- _Stored entries_:
§
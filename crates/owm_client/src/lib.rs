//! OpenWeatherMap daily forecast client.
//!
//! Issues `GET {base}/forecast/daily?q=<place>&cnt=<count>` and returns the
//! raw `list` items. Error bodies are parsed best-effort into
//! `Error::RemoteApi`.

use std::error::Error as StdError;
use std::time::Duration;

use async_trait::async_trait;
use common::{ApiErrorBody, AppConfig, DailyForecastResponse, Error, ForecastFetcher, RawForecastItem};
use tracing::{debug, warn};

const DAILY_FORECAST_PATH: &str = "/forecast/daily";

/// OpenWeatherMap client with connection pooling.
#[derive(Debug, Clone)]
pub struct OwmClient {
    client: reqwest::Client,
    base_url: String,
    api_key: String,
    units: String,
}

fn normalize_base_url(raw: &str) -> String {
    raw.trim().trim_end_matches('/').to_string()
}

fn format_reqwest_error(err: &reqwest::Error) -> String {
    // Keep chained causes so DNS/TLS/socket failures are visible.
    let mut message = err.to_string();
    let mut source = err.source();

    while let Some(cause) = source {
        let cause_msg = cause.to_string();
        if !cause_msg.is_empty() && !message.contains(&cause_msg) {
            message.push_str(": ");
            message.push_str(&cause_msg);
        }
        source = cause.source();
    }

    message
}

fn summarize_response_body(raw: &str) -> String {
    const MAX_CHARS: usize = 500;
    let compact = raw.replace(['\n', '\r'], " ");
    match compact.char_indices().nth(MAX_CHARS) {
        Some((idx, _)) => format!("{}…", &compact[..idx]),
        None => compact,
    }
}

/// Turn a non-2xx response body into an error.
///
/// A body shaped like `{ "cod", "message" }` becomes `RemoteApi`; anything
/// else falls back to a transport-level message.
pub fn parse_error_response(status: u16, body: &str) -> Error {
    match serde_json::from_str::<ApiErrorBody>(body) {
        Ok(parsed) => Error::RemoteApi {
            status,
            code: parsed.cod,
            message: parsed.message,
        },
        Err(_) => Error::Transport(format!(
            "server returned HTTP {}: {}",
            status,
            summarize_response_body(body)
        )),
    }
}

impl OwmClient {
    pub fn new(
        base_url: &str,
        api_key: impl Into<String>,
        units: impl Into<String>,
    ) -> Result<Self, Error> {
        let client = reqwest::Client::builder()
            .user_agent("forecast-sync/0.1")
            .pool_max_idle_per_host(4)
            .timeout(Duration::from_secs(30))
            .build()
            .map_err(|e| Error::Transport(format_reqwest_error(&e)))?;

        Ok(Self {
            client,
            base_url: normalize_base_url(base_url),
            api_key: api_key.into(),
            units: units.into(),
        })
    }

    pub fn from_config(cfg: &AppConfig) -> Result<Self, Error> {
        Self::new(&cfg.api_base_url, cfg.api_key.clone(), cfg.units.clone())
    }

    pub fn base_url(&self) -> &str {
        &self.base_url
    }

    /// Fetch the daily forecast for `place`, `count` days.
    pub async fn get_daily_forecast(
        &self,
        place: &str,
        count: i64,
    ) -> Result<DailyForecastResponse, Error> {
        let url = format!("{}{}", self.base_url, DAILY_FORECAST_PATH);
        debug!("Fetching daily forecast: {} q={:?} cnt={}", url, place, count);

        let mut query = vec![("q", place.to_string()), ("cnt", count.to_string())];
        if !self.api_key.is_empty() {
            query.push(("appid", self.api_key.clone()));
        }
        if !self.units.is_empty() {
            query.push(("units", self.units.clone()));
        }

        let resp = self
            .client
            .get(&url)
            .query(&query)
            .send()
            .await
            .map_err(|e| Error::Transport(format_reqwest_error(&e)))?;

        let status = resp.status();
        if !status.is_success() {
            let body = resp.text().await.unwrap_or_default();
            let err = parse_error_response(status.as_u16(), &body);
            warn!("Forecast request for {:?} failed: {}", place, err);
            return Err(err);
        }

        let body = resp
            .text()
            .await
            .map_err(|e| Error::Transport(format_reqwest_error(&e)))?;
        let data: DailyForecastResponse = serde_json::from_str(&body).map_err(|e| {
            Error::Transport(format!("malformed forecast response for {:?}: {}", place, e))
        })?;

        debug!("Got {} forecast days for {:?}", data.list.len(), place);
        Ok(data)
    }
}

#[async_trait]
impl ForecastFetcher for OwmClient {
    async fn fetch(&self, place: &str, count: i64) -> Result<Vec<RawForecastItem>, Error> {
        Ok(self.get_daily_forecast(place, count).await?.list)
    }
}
§
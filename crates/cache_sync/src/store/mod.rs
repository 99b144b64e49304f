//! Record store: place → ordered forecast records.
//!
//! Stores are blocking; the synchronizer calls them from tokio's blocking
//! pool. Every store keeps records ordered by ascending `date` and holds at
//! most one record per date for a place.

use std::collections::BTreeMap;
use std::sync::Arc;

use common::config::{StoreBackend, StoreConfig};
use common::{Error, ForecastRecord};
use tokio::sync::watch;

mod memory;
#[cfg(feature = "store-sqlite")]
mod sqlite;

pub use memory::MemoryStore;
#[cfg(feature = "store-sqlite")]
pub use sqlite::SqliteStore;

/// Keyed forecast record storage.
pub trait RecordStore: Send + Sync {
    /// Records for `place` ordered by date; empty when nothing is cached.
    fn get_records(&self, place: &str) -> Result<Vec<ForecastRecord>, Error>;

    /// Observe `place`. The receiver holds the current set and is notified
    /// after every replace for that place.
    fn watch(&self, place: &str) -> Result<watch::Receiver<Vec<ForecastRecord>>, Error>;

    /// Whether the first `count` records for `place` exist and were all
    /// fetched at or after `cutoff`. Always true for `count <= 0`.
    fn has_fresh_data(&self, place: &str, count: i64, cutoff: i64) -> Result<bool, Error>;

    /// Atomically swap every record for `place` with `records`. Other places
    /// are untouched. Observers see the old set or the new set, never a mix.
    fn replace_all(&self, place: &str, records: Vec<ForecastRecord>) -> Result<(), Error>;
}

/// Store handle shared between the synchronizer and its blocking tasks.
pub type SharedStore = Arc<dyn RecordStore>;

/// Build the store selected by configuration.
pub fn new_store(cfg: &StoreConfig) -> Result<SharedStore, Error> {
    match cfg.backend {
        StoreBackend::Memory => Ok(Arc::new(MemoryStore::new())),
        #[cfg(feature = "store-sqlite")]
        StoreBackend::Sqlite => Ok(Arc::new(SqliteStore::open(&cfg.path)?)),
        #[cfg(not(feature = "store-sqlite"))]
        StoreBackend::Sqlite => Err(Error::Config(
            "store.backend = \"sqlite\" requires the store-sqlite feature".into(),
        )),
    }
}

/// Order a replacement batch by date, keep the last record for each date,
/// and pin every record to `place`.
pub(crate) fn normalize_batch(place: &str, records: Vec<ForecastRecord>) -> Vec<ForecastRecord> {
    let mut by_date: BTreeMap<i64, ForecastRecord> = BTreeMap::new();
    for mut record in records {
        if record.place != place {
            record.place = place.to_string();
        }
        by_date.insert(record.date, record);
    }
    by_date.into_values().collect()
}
§
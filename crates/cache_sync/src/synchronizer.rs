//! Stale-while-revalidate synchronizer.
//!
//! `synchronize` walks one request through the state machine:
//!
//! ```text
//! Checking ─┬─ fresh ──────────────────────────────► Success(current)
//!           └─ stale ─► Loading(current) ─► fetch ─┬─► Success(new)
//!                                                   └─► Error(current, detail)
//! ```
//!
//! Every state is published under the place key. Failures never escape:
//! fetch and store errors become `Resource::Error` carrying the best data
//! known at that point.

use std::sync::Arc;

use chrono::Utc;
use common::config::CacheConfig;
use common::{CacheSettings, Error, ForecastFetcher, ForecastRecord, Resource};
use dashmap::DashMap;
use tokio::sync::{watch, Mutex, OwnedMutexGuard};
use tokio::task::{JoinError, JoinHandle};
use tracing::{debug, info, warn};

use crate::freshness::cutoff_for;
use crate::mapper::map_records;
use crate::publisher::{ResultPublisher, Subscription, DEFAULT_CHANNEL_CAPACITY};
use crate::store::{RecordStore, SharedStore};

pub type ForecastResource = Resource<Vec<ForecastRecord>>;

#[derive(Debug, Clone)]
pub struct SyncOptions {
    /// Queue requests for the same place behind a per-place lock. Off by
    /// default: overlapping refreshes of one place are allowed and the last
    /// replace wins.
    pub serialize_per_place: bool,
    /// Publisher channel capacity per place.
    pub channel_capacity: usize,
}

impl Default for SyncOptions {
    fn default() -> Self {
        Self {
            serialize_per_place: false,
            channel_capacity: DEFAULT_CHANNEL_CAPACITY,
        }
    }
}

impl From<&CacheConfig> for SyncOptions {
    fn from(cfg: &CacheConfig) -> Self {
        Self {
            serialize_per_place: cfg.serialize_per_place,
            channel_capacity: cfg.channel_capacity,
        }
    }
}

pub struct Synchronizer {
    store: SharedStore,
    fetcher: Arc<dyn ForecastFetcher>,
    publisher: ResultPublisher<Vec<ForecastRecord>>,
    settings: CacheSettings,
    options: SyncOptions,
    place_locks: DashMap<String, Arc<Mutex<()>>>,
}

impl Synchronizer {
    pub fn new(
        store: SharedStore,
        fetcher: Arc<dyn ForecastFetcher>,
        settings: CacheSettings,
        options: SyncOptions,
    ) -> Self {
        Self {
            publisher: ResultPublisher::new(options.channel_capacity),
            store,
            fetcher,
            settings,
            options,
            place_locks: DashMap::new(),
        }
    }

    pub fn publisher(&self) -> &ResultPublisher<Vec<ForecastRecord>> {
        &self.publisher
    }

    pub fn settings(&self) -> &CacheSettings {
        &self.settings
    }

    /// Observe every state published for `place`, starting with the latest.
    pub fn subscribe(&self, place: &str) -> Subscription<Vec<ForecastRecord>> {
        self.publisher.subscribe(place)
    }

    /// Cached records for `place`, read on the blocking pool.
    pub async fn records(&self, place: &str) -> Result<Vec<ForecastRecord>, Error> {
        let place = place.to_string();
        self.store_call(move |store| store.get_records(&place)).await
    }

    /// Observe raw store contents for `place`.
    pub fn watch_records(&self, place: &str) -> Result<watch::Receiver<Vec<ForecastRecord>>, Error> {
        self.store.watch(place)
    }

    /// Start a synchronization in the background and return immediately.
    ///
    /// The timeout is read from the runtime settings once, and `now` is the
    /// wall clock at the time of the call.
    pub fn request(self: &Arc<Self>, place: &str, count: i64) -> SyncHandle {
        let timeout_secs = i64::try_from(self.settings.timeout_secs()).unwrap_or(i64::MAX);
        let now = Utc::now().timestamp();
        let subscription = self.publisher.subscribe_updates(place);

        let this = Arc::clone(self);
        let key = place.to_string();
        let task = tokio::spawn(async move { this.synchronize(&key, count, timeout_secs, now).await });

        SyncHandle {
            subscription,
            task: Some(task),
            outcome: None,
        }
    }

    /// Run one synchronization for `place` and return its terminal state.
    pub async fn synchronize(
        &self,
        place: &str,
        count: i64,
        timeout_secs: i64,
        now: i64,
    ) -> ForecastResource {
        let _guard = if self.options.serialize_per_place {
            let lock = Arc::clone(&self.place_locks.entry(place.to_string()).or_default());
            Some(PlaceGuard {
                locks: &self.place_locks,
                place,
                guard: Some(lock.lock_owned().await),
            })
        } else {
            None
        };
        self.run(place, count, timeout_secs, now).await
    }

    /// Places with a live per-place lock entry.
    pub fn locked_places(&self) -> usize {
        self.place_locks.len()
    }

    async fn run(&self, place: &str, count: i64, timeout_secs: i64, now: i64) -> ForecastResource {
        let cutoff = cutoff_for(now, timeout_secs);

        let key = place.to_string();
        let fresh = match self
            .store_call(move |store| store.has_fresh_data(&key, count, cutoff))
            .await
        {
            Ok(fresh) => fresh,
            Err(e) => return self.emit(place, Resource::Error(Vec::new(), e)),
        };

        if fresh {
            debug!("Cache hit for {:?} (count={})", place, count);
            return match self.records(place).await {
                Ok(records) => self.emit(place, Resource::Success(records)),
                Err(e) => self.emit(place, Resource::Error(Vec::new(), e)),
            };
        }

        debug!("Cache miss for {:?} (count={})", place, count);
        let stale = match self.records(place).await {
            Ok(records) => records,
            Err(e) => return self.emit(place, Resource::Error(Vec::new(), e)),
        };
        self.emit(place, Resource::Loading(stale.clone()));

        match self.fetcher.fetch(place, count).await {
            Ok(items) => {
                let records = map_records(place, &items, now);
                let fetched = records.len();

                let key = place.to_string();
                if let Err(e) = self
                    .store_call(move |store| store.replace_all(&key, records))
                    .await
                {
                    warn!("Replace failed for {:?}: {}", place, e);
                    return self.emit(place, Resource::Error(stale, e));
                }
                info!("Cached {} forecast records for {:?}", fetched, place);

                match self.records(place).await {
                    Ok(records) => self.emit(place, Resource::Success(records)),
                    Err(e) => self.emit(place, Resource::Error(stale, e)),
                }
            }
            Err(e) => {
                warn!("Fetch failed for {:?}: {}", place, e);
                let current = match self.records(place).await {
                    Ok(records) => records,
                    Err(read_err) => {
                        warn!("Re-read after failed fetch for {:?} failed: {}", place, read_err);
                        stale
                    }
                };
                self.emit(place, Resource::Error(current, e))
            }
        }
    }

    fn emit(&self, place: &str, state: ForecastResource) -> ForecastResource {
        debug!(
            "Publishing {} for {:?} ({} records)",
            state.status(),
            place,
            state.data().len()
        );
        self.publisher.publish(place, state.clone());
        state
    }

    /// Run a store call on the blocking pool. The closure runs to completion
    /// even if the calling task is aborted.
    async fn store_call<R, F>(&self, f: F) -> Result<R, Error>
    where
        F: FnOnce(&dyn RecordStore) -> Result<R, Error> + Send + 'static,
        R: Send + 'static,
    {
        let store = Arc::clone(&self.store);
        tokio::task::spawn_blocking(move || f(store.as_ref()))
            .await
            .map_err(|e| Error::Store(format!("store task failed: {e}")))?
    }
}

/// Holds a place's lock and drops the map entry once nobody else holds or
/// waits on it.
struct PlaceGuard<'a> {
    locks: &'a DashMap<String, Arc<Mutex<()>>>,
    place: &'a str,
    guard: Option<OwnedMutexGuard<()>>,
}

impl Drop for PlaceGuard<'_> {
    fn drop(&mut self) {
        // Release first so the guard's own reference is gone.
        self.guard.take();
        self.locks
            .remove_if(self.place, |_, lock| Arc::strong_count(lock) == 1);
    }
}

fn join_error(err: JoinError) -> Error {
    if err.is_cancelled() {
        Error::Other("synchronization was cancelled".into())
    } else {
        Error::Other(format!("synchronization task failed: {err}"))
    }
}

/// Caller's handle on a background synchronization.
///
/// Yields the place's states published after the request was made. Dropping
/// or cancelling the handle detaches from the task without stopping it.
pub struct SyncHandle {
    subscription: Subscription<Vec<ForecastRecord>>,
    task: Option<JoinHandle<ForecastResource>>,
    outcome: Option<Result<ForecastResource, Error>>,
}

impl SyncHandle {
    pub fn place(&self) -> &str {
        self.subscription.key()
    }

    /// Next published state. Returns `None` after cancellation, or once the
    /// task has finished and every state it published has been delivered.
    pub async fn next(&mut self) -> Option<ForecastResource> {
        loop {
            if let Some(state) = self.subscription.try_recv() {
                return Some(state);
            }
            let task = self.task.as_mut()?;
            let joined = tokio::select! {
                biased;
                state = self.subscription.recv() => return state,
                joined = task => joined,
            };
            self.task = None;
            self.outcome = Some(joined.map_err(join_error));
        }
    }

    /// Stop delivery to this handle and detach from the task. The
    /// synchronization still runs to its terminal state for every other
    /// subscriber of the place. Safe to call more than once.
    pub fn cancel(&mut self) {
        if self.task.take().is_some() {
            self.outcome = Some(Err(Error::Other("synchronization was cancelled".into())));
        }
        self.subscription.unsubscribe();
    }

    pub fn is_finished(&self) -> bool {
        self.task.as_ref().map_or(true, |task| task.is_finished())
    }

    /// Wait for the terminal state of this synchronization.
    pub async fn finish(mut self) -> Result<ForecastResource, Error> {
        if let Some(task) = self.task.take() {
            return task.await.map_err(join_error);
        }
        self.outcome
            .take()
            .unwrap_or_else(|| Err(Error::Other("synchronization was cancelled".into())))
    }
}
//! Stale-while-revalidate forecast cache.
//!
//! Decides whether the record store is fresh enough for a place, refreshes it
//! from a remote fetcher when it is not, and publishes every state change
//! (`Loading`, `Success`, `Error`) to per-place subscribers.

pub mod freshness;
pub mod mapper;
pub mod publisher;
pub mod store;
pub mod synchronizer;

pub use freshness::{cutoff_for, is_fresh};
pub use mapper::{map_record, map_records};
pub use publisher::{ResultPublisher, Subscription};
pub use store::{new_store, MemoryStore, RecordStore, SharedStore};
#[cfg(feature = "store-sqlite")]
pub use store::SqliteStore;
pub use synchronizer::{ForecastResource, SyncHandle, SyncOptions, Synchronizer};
§
- _Work request_:
Look through the records and count each line that holds "never". Write only the total.

- _Exercise result_:
2